Corresponding Author(s) : Gopala Krishna Devisetty

doctorgk2627@gmail.com

Asian Journal of Chemistry, Vol. 37 No. 10 (2025): Vol 37 Issue 10, 2025

Abstract

Diabetes is a chronic disease marked by increased blood glucose levels, often associated with oxidative stress, leading to severe complications. Current antidiabetic therapies often target single pathways, but a multitarget approach may enhance efficacy and reduce complications. Benzoyl hydrazone derivatives, known for diverse pharmacological activities, offer promise as multifunctional antidiabetic agents. The study focuses on the synthesis and biological evaluation of novel benzoyl hydrazone derivatives against three critical diabetic targets viz., aldose reductase, α-glucosidase and peroxisome proliferator-activated receptor-gamma (PPAR-γ). Eighteen derivatives were designed and subjected to molecular docking, with compound 4-hydroxy-3,5-dimethoxybenzaldehyde 4-hydroxybenzoylhydrazone) (HB18) exhibiting the strongest binding energies: –9.33 kcal/mol (aldose reductase), –6.34 kcal/mol (α-glucosidase) and –6.49 kcal/mol (PPAR-γ).

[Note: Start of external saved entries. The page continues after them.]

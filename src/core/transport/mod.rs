//! Byte-stream transports.
//!
//! The session layer talks to the network only through the [`Transport`] and
//! [`TransportHandle`] traits. Two implementations ship with the crate:
//!
//! - [`WebSocketTransport`] - tokio-tungstenite client (ws:// and wss://)
//! - [`LoopbackTransport`] - in-process pair, driven by a [`RemotePeer`]

mod base;
pub mod loopback;
pub mod websocket;

pub use base::{
    SharedTransport, Transport, TransportError, TransportEvent, TransportHandle, TransportResult,
};
pub use loopback::{LoopbackTransport, RemotePeer};
pub use websocket::WebSocketTransport;
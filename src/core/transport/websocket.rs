//! WebSocket transport built on tokio-tungstenite.
//!
//! Each frame is one binary WebSocket message. Text messages from the server
//! are accepted as frames too (their UTF-8 bytes), since some proxies re-frame
//! small binary payloads as text.

use async_trait::async_trait;
use bytes::Bytes;
use futures_util::{SinkExt, StreamExt};
use http::HeaderValue;
use tokio::sync::mpsc;
use tokio::task::JoinHandle;
use tokio_tungstenite::tungstenite::Message as WsMessage;
use tokio_tungstenite::tungstenite::client::IntoClientRequest;
use zeroize::Zeroizing;

use super::base::{Transport, TransportError, TransportEvent, TransportHandle, TransportResult};

/// Channel capacity for outbound WebSocket messages.
const WS_CHANNEL_CAPACITY: usize = 256;

/// Close code reported when the stream ends without a close frame.
const ABNORMAL_CLOSURE: u16 = 1006;

/// WebSocket client transport.
#[derive(Default)]
pub struct WebSocketTransport {
    /// Bearer token sent on the upgrade request.
    auth_token: Option<Zeroizing<String>>,
}

impl WebSocketTransport {
    pub fn new() -> Self {
        Self::default()
    }

    /// Send `Authorization: Bearer <token>` on every upgrade request.
    pub fn with_auth_token(mut self, token: impl Into<String>) -> Self {
        self.auth_token = Some(Zeroizing::new(token.into()));
        self
    }

    fn build_request(
        &self,
        endpoint: &str,
    ) -> TransportResult<http::Request<()>> {
        let mut request = endpoint
            .into_client_request()
            .map_err(|e| TransportError::ConnectFailed(e.to_string()))?;

        if let Some(token) = self.auth_token.as_ref() {
            let value = HeaderValue::from_str(&format!("Bearer {}", token.as_str()))
                .map_err(|e| TransportError::ConnectFailed(format!("invalid auth token: {e}")))?;
            request
                .headers_mut()
                .insert(http::header::AUTHORIZATION, value);
        }

        Ok(request)
    }
}

#[async_trait]
impl Transport for WebSocketTransport {
    async fn open(
        &self,
        endpoint: &str,
        events: mpsc::Sender<TransportEvent>,
    ) -> TransportResult<Box<dyn TransportHandle>> {
        let request = self.build_request(endpoint)?;

        let (ws_stream, _response) = tokio_tungstenite::connect_async(request)
            .await
            .map_err(|e| TransportError::ConnectFailed(e.to_string()))?;

        tracing::info!(endpoint, "WebSocket connected");

        let (mut ws_sink, mut ws_stream) = ws_stream.split();
        let (tx, mut rx) = mpsc::channel::<WsMessage>(WS_CHANNEL_CAPACITY);

        // Writer: drains the outbound channel into the socket. Closing the
        // channel closes the socket.
        let writer_events = events.clone();
        tokio::spawn(async move {
            while let Some(msg) = rx.recv().await {
                let is_close = matches!(msg, WsMessage::Close(_));
                if let Err(e) = ws_sink.send(msg).await {
                    tracing::error!("Failed to send WebSocket message: {}", e);
                    let _ = writer_events
                        .send(TransportEvent::Error(format!("send failed: {e}")))
                        .await;
                    return;
                }
                if is_close {
                    break;
                }
            }
            let _ = ws_sink.close().await;
        });

        // Reader: forwards frames into the session loop in arrival order.
        let pong_tx = tx.clone();
        let reader = tokio::spawn(async move {
            loop {
                let event = match ws_stream.next().await {
                    Some(Ok(WsMessage::Binary(data))) => TransportEvent::Frame(data),
                    Some(Ok(WsMessage::Text(text))) => {
                        TransportEvent::Frame(Bytes::copy_from_slice(text.as_bytes()))
                    }
                    Some(Ok(WsMessage::Ping(data))) => {
                        if pong_tx.try_send(WsMessage::Pong(data)).is_err() {
                            tracing::warn!("Failed to queue WebSocket pong");
                        }
                        continue;
                    }
                    Some(Ok(WsMessage::Close(frame))) => {
                        let (code, reason) = frame
                            .map(|f| (u16::from(f.code), f.reason.to_string()))
                            .unwrap_or((ABNORMAL_CLOSURE, String::new()));
                        tracing::info!(code, %reason, "WebSocket closed by server");
                        let _ = events.send(TransportEvent::Closed { code, reason }).await;
                        break;
                    }
                    Some(Ok(_)) => continue,
                    Some(Err(e)) => {
                        tracing::error!("WebSocket error: {}", e);
                        let _ = events.send(TransportEvent::Error(e.to_string())).await;
                        break;
                    }
                    None => {
                        let _ = events
                            .send(TransportEvent::Closed {
                                code: ABNORMAL_CLOSURE,
                                reason: "stream ended".to_string(),
                            })
                            .await;
                        break;
                    }
                };

                if events.send(event).await.is_err() {
                    // Session dropped this connection.
                    break;
                }
            }
        });

        Ok(Box::new(WebSocketHandle {
            sender: Some(tx),
            reader,
        }))
    }

    fn name(&self) -> &'static str {
        "websocket"
    }
}

/// Live WebSocket connection.
pub struct WebSocketHandle {
    sender: Option<mpsc::Sender<WsMessage>>,
    reader: JoinHandle<()>,
}

impl TransportHandle for WebSocketHandle {
    fn send(&mut self, frame: Bytes) -> TransportResult<()> {
        let sender = self
            .sender
            .as_ref()
            .ok_or_else(|| TransportError::SendFailed("connection closed".to_string()))?;

        sender
            .try_send(WsMessage::Binary(frame))
            .map_err(|e| match e {
                mpsc::error::TrySendError::Full(_) => {
                    TransportError::SendFailed("outbound channel full".to_string())
                }
                mpsc::error::TrySendError::Closed(_) => {
                    TransportError::SendFailed("connection closed".to_string())
                }
            })
    }

    fn close(&mut self) {
        if let Some(sender) = self.sender.take() {
            let _ = sender.try_send(WsMessage::Close(None));
        }
        self.reader.abort();
    }
}

impl Drop for WebSocketHandle {
    fn drop(&mut self) {
        // The writer exits on its own once the close frame is flushed.
        self.close();
    }
}
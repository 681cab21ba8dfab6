use bytes::Bytes;
use std::sync::Arc;
use tokio::sync::{mpsc, oneshot};
use tokio::task::JoinHandle;
use tracing::Instrument;
use uuid::Uuid;

use super::driver::{COMMAND_CHANNEL_CAPACITY, Command, SessionDriver};
use super::machine::SessionMachine;
use super::state::SessionSnapshot;
use crate::config::{SessionConfig, validate_session_config};
use crate::core::events::{EventBus, EventKind, SessionEvent, SubscriptionToken};
use crate::core::protocol::ControlAction;
use crate::core::transport::SharedTransport;
use crate::errors::{SessionError, SessionResult};
use crate::utils::validate_endpoint;

/// Application handle to a voice session.
///
/// All calls are forwarded to a driver task that owns the session state, so
/// they may be made from any task. Sends never wait on the network: they
/// return as soon as the driver has accepted or rejected them.
///
/// # Example
/// ```rust,no_run
/// use std::sync::Arc;
/// use waav_session::config::SessionConfig;
/// use waav_session::core::events::EventKind;
/// use waav_session::core::session::VoiceSession;
/// use waav_session::core::transport::WebSocketTransport;
///
/// # async fn run() -> Result<(), Box<dyn std::error::Error>> {
/// let session = VoiceSession::new(SessionConfig::default(), Arc::new(WebSocketTransport::new()))?;
/// session.on(EventKind::Transcript, |event| {
///     println!("{event:?}");
///     Ok(())
/// });
/// session.open("wss://voice.example.com/v1/session").await?;
/// # Ok(())
/// # }
/// ```
pub struct VoiceSession {
    session_id: Uuid,
    commands: mpsc::Sender<Command>,
    bus: Arc<EventBus>,
    driver: JoinHandle<()>,
}

impl VoiceSession {
    /// Create a session with its own event bus.
    ///
    /// Must be called from within a Tokio runtime.
    pub fn new(config: SessionConfig, transport: SharedTransport) -> SessionResult<Self> {
        Self::with_bus(config, transport, Arc::new(EventBus::new()))
    }

    /// Create a session that publishes on an existing bus.
    pub fn with_bus(
        config: SessionConfig,
        transport: SharedTransport,
        bus: Arc<EventBus>,
    ) -> SessionResult<Self> {
        validate_session_config(&config)
            .map_err(|e| SessionError::InvalidConfiguration(e.to_string()))?;

        let session_id = Uuid::new_v4();
        let connect_timeout = config.connect_timeout();
        let machine = SessionMachine::new(config, bus.clone());
        let (commands, command_rx) = mpsc::channel(COMMAND_CHANNEL_CAPACITY);

        let driver = SessionDriver::new(machine, transport, connect_timeout, command_rx);
        let span = tracing::info_span!("session", session_id = %session_id);
        let driver = tokio::spawn(driver.run().instrument(span));

        tracing::debug!(%session_id, "Voice session created");

        Ok(Self {
            session_id,
            commands,
            bus,
            driver,
        })
    }

    pub fn session_id(&self) -> Uuid {
        self.session_id
    }

    /// The bus this session publishes on.
    pub fn bus(&self) -> &Arc<EventBus> {
        &self.bus
    }

    /// Validate `endpoint` and start connecting.
    ///
    /// Returns once the connection attempt is under way; `SessionReady` is
    /// published when the handshake completes.
    pub async fn open(&self, endpoint: &str) -> SessionResult<()> {
        let url =
            validate_endpoint(endpoint).map_err(|e| SessionError::InvalidEndpoint(e.to_string()))?;
        self.request(|reply| Command::Open {
            endpoint: url.to_string(),
            reply,
        })
        .await?
    }

    /// Close the session and cancel any pending reconnect or keepalive.
    pub async fn close(&self) -> SessionResult<()> {
        self.request(|reply| Command::Close { reply }).await
    }

    /// Send an audio chunk.
    ///
    /// Fails with [`SessionError::QueueFull`] when the outbound queue is at
    /// capacity; wait for a `QueueDrained` event before retrying.
    pub async fn send_audio(&self, data: impl Into<Bytes>) -> SessionResult<()> {
        let data = data.into();
        self.request(|reply| Command::SendAudio { data, reply })
            .await?
    }

    pub async fn send_text(&self, text: impl Into<String>) -> SessionResult<()> {
        let text = text.into();
        self.request(|reply| Command::SendText { text, reply })
            .await?
    }

    pub async fn send_control(&self, action: ControlAction) -> SessionResult<()> {
        self.request(|reply| Command::SendControl { action, reply })
            .await?
    }

    pub async fn snapshot(&self) -> SessionResult<SessionSnapshot> {
        self.request(|reply| Command::Snapshot { reply }).await
    }

    /// Subscribe to one event kind.
    pub fn on<F>(&self, kind: EventKind, handler: F) -> SubscriptionToken
    where
        F: Fn(&SessionEvent) -> anyhow::Result<()> + Send + Sync + 'static,
    {
        self.bus.subscribe(kind, handler)
    }

    /// Subscribe to every event.
    pub fn on_any<F>(&self, handler: F) -> SubscriptionToken
    where
        F: Fn(&SessionEvent) -> anyhow::Result<()> + Send + Sync + 'static,
    {
        self.bus.subscribe_all(handler)
    }

    pub fn off(&self, token: SubscriptionToken) -> bool {
        self.bus.unsubscribe(token)
    }

    /// Close the session and wait for the driver task to finish.
    pub async fn shutdown(self) {
        let _ = self.commands.send(Command::Shutdown).await;
        if let Err(e) = self.driver.await {
            tracing::error!(session_id = %self.session_id, "Session driver failed: {}", e);
        }
    }

    async fn request<T>(
        &self,
        build: impl FnOnce(oneshot::Sender<T>) -> Command,
    ) -> SessionResult<T> {
        let (reply, response) = oneshot::channel();
        self.commands
            .send(build(reply))
            .await
            .map_err(|_| SessionError::DriverStopped)?;
        response.await.map_err(|_| SessionError::DriverStopped)
    }
}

ADME predictions indicated the favourable drug-like properties, high gastrointestinal absorption, compliance with Lipinski’s rule and low toxicity risk. Compound HB18 was synthesized with 80% yield and structurally confirmed by infrared R, nuclear magnetic resonance and mass spectroscopic analysis. Acute oral toxicity testing in rats (2000 mg/kg) revealed no mortality or adverse effects. In vitro antioxidant assays showed potent DPPH (IC50 = 18.7 µg/mL) and scavenging of hydrogen peroxide activities in comparison to vitamin C. In vivo, compound HB18 significantly reduced fasting blood glucose from 126.21 to 287.62 mg/dL in streptozotocin-induced diabetic rats at 400 mg/kg (p < 0.01), with improved lipid profiles. This integrated in silico, in vitro and in vivo approach demonstrates compound HB18 as a promising multitarget antidiabetic candidate with antioxidant potential, warranting further pharmacological development.

Keywords

Benzoyl hydrazone Antidiabetic Molecular docking α-Glucosidase PPAR-γ Aldose reductase Antioxidant ADME
(1)
Beludari, M. I.; Devisetty, G. K.; Settaluri, V. S.; Sudhakar, P.; Devi, C. K.; Chedella, H. K. Design, Synthesis and Pharmacological Evaluation of Benzoyl Hydrazone Derivative As Potential Multitarget Antidiabetic Agent: Molecular Docking, Biological Evaluation and ADME Profiling. ajc 2025, 37, 2463-2470.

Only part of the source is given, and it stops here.